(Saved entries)
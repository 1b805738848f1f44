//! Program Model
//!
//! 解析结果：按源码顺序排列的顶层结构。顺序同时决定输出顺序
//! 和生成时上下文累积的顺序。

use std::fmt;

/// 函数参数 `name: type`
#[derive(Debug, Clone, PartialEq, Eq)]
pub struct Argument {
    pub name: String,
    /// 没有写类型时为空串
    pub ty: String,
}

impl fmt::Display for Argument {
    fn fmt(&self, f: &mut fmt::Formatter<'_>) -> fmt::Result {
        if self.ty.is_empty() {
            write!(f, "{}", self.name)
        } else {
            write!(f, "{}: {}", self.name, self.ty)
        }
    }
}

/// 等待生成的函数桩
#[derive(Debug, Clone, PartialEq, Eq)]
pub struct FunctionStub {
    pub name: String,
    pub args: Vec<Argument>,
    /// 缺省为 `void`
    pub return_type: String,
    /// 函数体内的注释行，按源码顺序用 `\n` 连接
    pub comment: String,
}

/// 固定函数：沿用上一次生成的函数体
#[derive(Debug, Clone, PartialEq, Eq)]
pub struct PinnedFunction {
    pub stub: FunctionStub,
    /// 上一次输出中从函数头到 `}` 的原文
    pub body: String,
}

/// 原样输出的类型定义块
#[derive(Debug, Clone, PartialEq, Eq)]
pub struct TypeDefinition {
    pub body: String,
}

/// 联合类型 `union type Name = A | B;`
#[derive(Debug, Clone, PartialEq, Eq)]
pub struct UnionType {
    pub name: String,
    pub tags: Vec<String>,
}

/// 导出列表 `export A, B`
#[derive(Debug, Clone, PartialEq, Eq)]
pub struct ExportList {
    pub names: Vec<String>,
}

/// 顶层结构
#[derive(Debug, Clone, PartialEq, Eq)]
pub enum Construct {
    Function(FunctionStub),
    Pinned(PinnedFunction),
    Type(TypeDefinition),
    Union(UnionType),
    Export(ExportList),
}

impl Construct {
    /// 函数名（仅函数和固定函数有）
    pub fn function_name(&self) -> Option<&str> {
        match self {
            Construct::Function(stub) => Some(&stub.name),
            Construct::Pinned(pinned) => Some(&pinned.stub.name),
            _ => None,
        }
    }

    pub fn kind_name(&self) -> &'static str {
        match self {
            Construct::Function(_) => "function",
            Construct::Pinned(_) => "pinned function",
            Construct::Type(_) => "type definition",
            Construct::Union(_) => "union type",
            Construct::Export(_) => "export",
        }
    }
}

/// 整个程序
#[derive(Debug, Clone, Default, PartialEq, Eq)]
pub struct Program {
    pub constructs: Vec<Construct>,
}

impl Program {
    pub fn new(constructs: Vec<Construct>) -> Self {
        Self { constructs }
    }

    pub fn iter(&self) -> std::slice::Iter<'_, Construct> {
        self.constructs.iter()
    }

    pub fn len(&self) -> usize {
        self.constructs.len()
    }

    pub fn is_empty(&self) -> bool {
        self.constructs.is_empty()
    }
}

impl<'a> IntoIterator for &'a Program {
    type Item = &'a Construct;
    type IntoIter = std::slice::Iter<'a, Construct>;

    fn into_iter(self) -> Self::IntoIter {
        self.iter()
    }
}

**Activity**
The reply must repeat all of the records precisely.

**Exercise solution**
repository 1b805738848f1f44
//! Program Model
//!
//! 解析结果：按源码顺序排列的顶层结构。顺序同时决定输出顺序
//! 和生成时上下文累积的顺序。

use std::fmt;

/// 函数参数 `name: type`
#[derive(Debug, Clone, PartialEq, Eq)]
pub struct Argument {
    pub name: String,
    /// 没有写类型时为空串
    pub ty: String,
}

impl fmt::Display for Argument {
    fn fmt(&self, f: &mut fmt::Formatter<'_>) -> fmt::Result {
        if self.ty.is_empty() {
            write!(f, "{}", self.name)
        } else {
            write!(f, "{}: {}", self.name, self.ty)
        }
    }
}

/// 等待生成的函数桩
#[derive(Debug, Clone, PartialEq, Eq)]
pub struct FunctionStub {
    pub name: String,
    pub args: Vec<Argument>,
    /// 缺省为 `void`
    pub return_type: String,
    /// 函数体内的注释行，按源码顺序用 `\n` 连接
    pub comment: String,
}

/// 固定函数：沿用上一次生成的函数体
#[derive(Debug, Clone, PartialEq, Eq)]
pub struct PinnedFunction {
    pub stub: FunctionStub,
    /// 上一次输出中从函数头到 `}` 的原文
    pub body: String,
}

/// 原样输出的类型定义块
#[derive(Debug, Clone, PartialEq, Eq)]
pub struct TypeDefinition {
    pub body: String,
}

/// 联合类型 `union type Name = A | B;`
#[derive(Debug, Clone, PartialEq, Eq)]
pub struct UnionType {
    pub name: String,
    pub tags: Vec<String>,
}

/// 导出列表 `export A, B`
#[derive(Debug, Clone, PartialEq, Eq)]
pub struct ExportList {
    pub names: Vec<String>,
}

/// 顶层结构
#[derive(Debug, Clone, PartialEq, Eq)]
pub enum Construct {
    Function(FunctionStub),
    Pinned(PinnedFunction),
    Type(TypeDefinition),
    Union(UnionType),
    Export(ExportList),
}

impl Construct {
    /// 函数名（仅函数和固定函数有）
    pub fn function_name(&self) -> Option<&str> {
        match self {
            Construct::Function(stub) => Some(&stub.name),
            Construct::Pinned(pinned) => Some(&pinned.stub.name),
            _ => None,
        }
    }

    pub fn kind_name(&self) -> &'static str {
        match self {
            Construct::Function(_) => "function",
            Construct::Pinned(_) => "pinned function",
            Construct::Type(_) => "type definition",
            Construct::Union(_) => "union type",
            Construct::Export(_) => "export",
        }
    }
}

/// 整个程序
#[derive(Debug, Clone, Default, PartialEq, Eq)]
pub struct Program {
    pub constructs: Vec<Construct>,
}

impl Program {
    pub fn new(constructs: Vec<Construct>) -> Self {
        Self { constructs }
    }

    pub fn iter(&self) -> std::slice::Iter<'_, Construct> {
        self.constructs.iter()
    }

    pub fn len(&self) -> usize {
        self.constructs.len()
    }

    pub fn is_empty(&self) -> bool {
        self.constructs.is_empty()
    }
}

impl<'a> IntoIterator for &'a Program {
    type Item = &'a Construct;
    type IntoIter = std::slice::Iter<'a, Construct>;

    fn into_iter(self) -> Self::IntoIter {
        self.iter()
    }
}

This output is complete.